— Это нервы, только нервы, — сказал Граве. — Конечно, вы имеете дело с больными, а вот я с вами не могу согласиться. За последние десятилетия человечество выиграло великую битву — против ракет и ядерных головок. Мы победили без крови. И это настолько грандиозно, что на то, что вас беспокоит, я смотрю как на относительно мелкие неприятности.
— То была первая холодная война, — сказал Милов. — А сейчас мы вступили во вторую, и она будет посложнее. Потому что тогда воевать приходилось в основном с предрассудками, амбициями политиков и военных, ложными понятиями престижа, просто упрямством, порой — тупоумием, интересами военной промышленности; но тут можно было победить, потому что в глубине души все были согласны с самого начала: уж очень конкретной выглядела смерть. Как в авиакатастрофе: если вы падаете с неба — надежды не остается. Вот мы и выиграли. А сейчас идет та же самая битва за выживание. Но только если там враг был конкретен, я говорю не о пресловутом «образе врага», а о враге всеобщем: оружии, которое можно было при случае увидеть и потрогать, и если тот враг был не в нашей повседневной жизни, а вне ее — мы не катались на ракетах и не ели ядерные заряды, — то сейчас все неопределенно, опасность не концентрируется на десятке или сотне военных баз, она в нашем гараже, холодильнике, тарелке, стакане —; она везде. И поняв это, человек хочет возвращения к первозданной чистоте воздуха, воды, пищи — но еще не согласен жертвовать ради этого всем комфортом, и пока он торгуется со смертью — процесс идет…

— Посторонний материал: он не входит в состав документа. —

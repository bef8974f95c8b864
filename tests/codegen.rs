mod common;

use common::{check_bytecode, compile};
use pegc::{
    ast::{ClassPart, Expectation},
    codegen::opcode::Opcode,
};
use pretty_assertions::assert_eq;

fn op(opcode: Opcode) -> u32 {
    opcode as u32
}

/// Returns true if `window` occurs anywhere in `code`.
fn contains(code: &[u32], window: &[u32]) -> bool {
    code.windows(window.len()).any(|w| w == window)
}

#[test]
fn single_literal_rule() {
    let grammar = compile("start = \"a\"");

    assert_eq!(grammar.literals.values().collect::<Vec<_>>(), [&"a".to_string()]);
    assert_eq!(
        grammar.expectations.values().collect::<Vec<_>>(),
        [&Expectation::Literal {
            value: "a".to_owned(),
            ignore_case: false,
        }]
    );

    let bytecode = grammar.rules[0].bytecode.as_ref().unwrap();
    assert_eq!(
        bytecode,
        &[
            op(Opcode::MatchString),
            0,
            2,
            2,
            op(Opcode::AcceptString),
            0,
            op(Opcode::Fail),
            0,
        ]
    );
}

#[test]
fn empty_literal_pushes_empty_string() {
    let grammar = compile("start = \"\"");
    assert_eq!(
        grammar.rules[0].bytecode.as_ref().unwrap(),
        &[op(Opcode::PushEmptyString)]
    );
    assert_eq!(grammar.literals.len(), 0);
    assert_eq!(grammar.expectations.len(), 0);
}

#[test]
fn case_insensitive_literal() {
    let grammar = compile("start = \"AbC\"i");

    // the pool holds the lowercased needle, the expectation the original
    assert_eq!(grammar.literals.values().collect::<Vec<_>>(), [&"abc".to_string()]);
    assert_eq!(
        grammar.expectations.values().collect::<Vec<_>>(),
        [&Expectation::Literal {
            value: "AbC".to_owned(),
            ignore_case: true,
        }]
    );

    let bytecode = grammar.rules[0].bytecode.as_ref().unwrap();
    assert!(contains(bytecode, &[op(Opcode::MatchStringIc), 0]));
    assert!(contains(bytecode, &[op(Opcode::AcceptN), 3]));
}

#[test]
fn character_class_and_any() {
    let grammar = compile("start = [a-z0]i .");

    let classes: Vec<_> = grammar.classes.values().collect();
    assert_eq!(classes.len(), 1);
    assert_eq!(
        classes[0].parts,
        [ClassPart::Range('a', 'z'), ClassPart::Single('0')]
    );
    assert!(classes[0].ignore_case);
    assert_eq!(
        grammar.expectations.values().collect::<Vec<_>>().len(),
        2 // the class and "any"
    );

    let bytecode = grammar.rules[0].bytecode.as_ref().unwrap();
    assert!(contains(bytecode, &[op(Opcode::MatchCharClass), 0]));
    assert!(contains(bytecode, &[op(Opcode::MatchAny)]));
    check_bytecode(&grammar);
}

#[test]
fn choice_drops_alternatives_after_always_match() {
    let grammar = compile("start = \"\" / \"a\"");
    assert_eq!(
        grammar.rules[0].bytecode.as_ref().unwrap(),
        &[op(Opcode::PushEmptyString)]
    );
    // nothing from the unreachable alternative was interned
    assert_eq!(grammar.literals.len(), 0);
}

#[test]
fn rule_reference_uses_rule_index() {
    let grammar = compile("start = b \".\"\nb = \"x\" start?");
    let bytecode = grammar.rules[0].bytecode.as_ref().unwrap();
    assert!(contains(bytecode, &[op(Opcode::Rule), 1]));
    let callee = grammar.rules[1].bytecode.as_ref().unwrap();
    assert!(contains(callee, &[op(Opcode::Rule), 0]));
}

#[test]
fn sequence_action_collapses_into_tail_call() {
    let grammar = compile("start = a:\"x\" b:\"y\" { use(a, b) }");

    assert_eq!(grammar.functions.len(), 1);
    let function = grammar.functions.values().next().unwrap();
    assert!(!function.predicate);
    assert_eq!(function.params, ["a", "b"]);
    assert_eq!(function.body, " use(a, b) ");

    let bytecode = grammar.rules[0].bytecode.as_ref().unwrap();
    // LOAD_SAVED_POS over both elements, then CALL with both labels passed
    assert!(contains(
        bytecode,
        &[op(Opcode::LoadSavedPos), 2, op(Opcode::Call), 0, 3, 2, 1, 0]
    ));
    check_bytecode(&grammar);
}

#[test]
fn plucked_sequence_emits_pluck() {
    let grammar = compile("start = @\"a\" \"b\"");
    let bytecode = grammar.rules[0].bytecode.as_ref().unwrap();
    // three stack slots (saved position + two elements), one pick at depth 1
    assert!(contains(bytecode, &[op(Opcode::Pluck), 3, 1, 1]));
    check_bytecode(&grammar);
}

#[test]
fn semantic_predicate_interns_a_predicate_function() {
    let grammar = compile("start = a:\"x\" &{ ok }");

    assert_eq!(grammar.functions.len(), 1);
    let function = grammar.functions.values().next().unwrap();
    assert!(function.predicate);
    assert_eq!(function.params, ["a"]);

    let bytecode = grammar.rules[0].bytecode.as_ref().unwrap();
    assert!(contains(bytecode, &[op(Opcode::UpdateSavedPos)]));
    check_bytecode(&grammar);
}

#[test]
fn identical_action_bodies_share_a_pool_slot() {
    let grammar = compile("start = \"a\" { go() } / \"b\" { go() }");
    assert_eq!(grammar.functions.len(), 1);
    check_bytecode(&grammar);
}

#[test]
fn named_rule_reports_through_its_display_name() {
    let grammar = compile("start \"the start\" = \"a\"");

    let expectations: Vec<_> = grammar.expectations.values().collect();
    assert_eq!(expectations[0], &Expectation::Rule("the start".to_owned()));

    let bytecode = grammar.rules[0].bytecode.as_ref().unwrap();
    assert_eq!(bytecode[0], op(Opcode::SilentFailsOn));
    assert!(contains(bytecode, &[op(Opcode::SilentFailsOff)]));
    assert!(contains(bytecode, &[op(Opcode::Pop), op(Opcode::Fail), 0]));
    check_bytecode(&grammar);
}

#[test]
fn pools_are_deterministic() {
    let src = "start = \"a\" \"b\" \"a\" [0-9] [0-9]i . &{ p } word\n\
               word = $[a-z]+ { text() }";
    let first = compile(src);
    let second = compile(src);

    assert_eq!(
        first.literals.values().collect::<Vec<_>>(),
        second.literals.values().collect::<Vec<_>>()
    );
    assert_eq!(
        first.classes.values().collect::<Vec<_>>(),
        second.classes.values().collect::<Vec<_>>()
    );
    assert_eq!(
        first.expectations.values().collect::<Vec<_>>(),
        second.expectations.values().collect::<Vec<_>>()
    );
    assert_eq!(
        first.functions.values().collect::<Vec<_>>(),
        second.functions.values().collect::<Vec<_>>()
    );
    for (a, b) in first.rules.iter().zip(&second.rules) {
        assert_eq!(a.bytecode, b.bytecode);
    }

    // repeated literals intern once, same class with distinct flags twice
    assert_eq!(
        first.literals.values().collect::<Vec<_>>(),
        [&"a".to_string(), &"b".to_string()]
    );
    assert_eq!(first.classes.len(), 3);
}

#[test]
fn stack_discipline_over_every_construct() {
    let grammar = compile(
        "start = \"\" item (\",\" item)* tail:(\".\" / \";\")? !.\n\
         item \"an item\" = @word:word &{ ok(word) } / $(\"0x\"i hex+) / fallback\n\
         word = chars:[a-z]+ { join(chars) }\n\
         hex = [0-9a-f]\n\
         fallback = &\"!\" (\"!\" { bang() } / \"?\") / sub*\n\
         sub = \"s\"",
    );
    check_bytecode(&grammar);
}

#[test]
fn lookahead_bytecode_shape() {
    let grammar = compile("start = &\"a\" !\"b\" \"c\"");
    let bytecode = grammar.rules[0].bytecode.as_ref().unwrap();
    assert!(contains(bytecode, &[op(Opcode::SilentFailsOn)]));
    assert!(contains(bytecode, &[op(Opcode::PushUndefined)]));
    check_bytecode(&grammar);
}

#[test]
fn repetition_bytecode_shape() {
    let grammar = compile("start = \"a\"* \"b\"+");
    let bytecode = grammar.rules[0].bytecode.as_ref().unwrap();
    assert!(contains(bytecode, &[op(Opcode::PushEmptyArray)]));
    assert!(contains(bytecode, &[op(Opcode::WhileNotError)]));
    check_bytecode(&grammar);
}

— Не согласен, — решительно объявил Граве. — Не могу признать, что мы ничего не сделали для устранения опасности. Да вот хотя бы: супруг доктора, господин Рикс, человек у нас весьма уважаемый и не раз оказывавший стране услуги, не получил разрешения правительства на создание тут, у нас, какого-то своего предприятия — оно оказалось неэкологичным, и парламент… Впрочем, доктор наверняка знает все это значительно лучше меня.
— Ничего я не знаю, — сказала Ева, нахмурившись, — и не желаю знать, мы занимаемся каждый своими делами… Видите, мы снова пришли к разговору о смерти; однако это будет уже не падение с высоты, это будет рак, и та его форма, которую излечивает только нож. Рак — это не только Лестер, это и мы с вами, Граве, и еще миллионы умных, образованных, деятельных людей. Мы упустили миг, когда цивилизация из доброкачественной начала перерождаться в раковую.

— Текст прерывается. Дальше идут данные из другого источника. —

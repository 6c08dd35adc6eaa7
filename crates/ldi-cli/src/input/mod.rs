pub mod file;
pub mod stdin;

use serde::de::DeserializeOwned;

/// Load a request from `--input <file>` or, failing that, from piped stdin.
pub fn load<T: DeserializeOwned>(path: Option<&str>) -> Result<Option<T>, Box<dyn std::error::Error>> {
    match path {
        Some(p) => Ok(Some(file::read_json(p)?)),
        None => stdin::read_stdin(),
    }
}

— Вот именно, — подхватил Милов. — А ведь если больной понял, что у него — скверная опухоль, и хирурга нет — он согласится, чтобы ее хоть топором удалили, и пусть это сделает хоть дровосек — иначе смерть… И вот Процесс понимания этот шел достаточно давно, и ему помогали — журналисты, парламентарии, гуманисты, проповедники…
— Уж лучше бы они молчали, — вздохнул Граве. — Конечно, свобода печати — великая вещь, однако порой…

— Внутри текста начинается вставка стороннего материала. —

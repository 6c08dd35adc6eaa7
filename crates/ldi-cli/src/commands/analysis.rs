use clap::Args;
use serde_json::Value;

use ldi_core::analysis::{self, LdiAnalysisInput};

use crate::input;

/// Arguments for the full liability hedging analysis
#[derive(Args)]
pub struct AnalyzeArgs {
    /// Path to JSON input file with liabilities, bonds, rate path and funding assumptions
    #[arg(long)]
    pub input: Option<String>,
}

pub fn run_analyze(args: AnalyzeArgs) -> Result<Value, Box<dyn std::error::Error>> {
    let analysis_input: LdiAnalysisInput = input::load(args.input.as_deref())?
        .ok_or("--input <file.json> or stdin required for analysis")?;

    let result = analysis::run_ldi_analysis(&analysis_input)?;
    Ok(serde_json::to_value(result)?)
}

— Наоборот: надо было договаривать до конца. Кричать: рак не проходит от аспирина! Мы туманно предупреждаем каждого курильщика: гляди, парень, наживешь себе рак легких! Но курить не запрещаем: насилие над личностью, да и все же доходная статья… Точно так же пытались предупредить человечество — но никто не попытался что-то сделать всерьез. Очищение? Но сигарета с фильтром не становится безвредной, верно? Курильщик скажет вам: бросить трудно, привычка, потребность… Так же и человечество: оно привыкло, у него есть потребность во всем, что дает современная цивилизация. Но ведь и наркотик становится потребностью! Так что если в результате начинаются серьезные осложнения или, как теперь любят говорить, непредсказуемые события — хотя на самом деле они легко предсказуемы, — то единственное, что можно сделать, это выбрать: на чьей ты стороне.
— Как легко рассуждать, господин Милф, — сказал Граве холодно, — когда горит дом соседа… Интересно, а что бы вы сделали, происходи это у вас дома?
— Я был бы с теми, кто за жизнь, — сказал Милов, — жизнь ценой комфорта, а не наоборот. Я не из самоубийц. И думаю —: вы, господин Граве, тоже. Хотя — вы ведь не верите, что здесь, у вас, может происходить что-то серьезное…
Граве помолчал.
— Видимо, автобуса не будет, — сухо произнес он затем. — Что же, идемте. К сожалению, мы потеряли немало времени.
— Пешком в город? — воскликнула Ева. — Даже если мы и дойдем, то в лучшем случае к вечеру…
— Важно дойти до перекрестка, — сказал Граве. — Тут мы в стороне, но между Центром и городом какое-то движение наверняка существует: остановим первую же машину…
— Дан, придумайте что-нибудь, — сказала Ева. — Понимаете, я все-таки ухитрилась стереть ноги на этой дороге и не знаю теперь…
— Все очень просто, — сказал Милов. — Вы вдвоем оставайтесь здесь пока. Я доберусь до перекрестка и первую же попавшуюся машину пригоню сюда.
— Вы полагаете, водитель согласится? — на всякий случай спросил Граве.
— Я его очень попрошу, — сказал Милов. — Так, чтобы он не смог мне отказывать.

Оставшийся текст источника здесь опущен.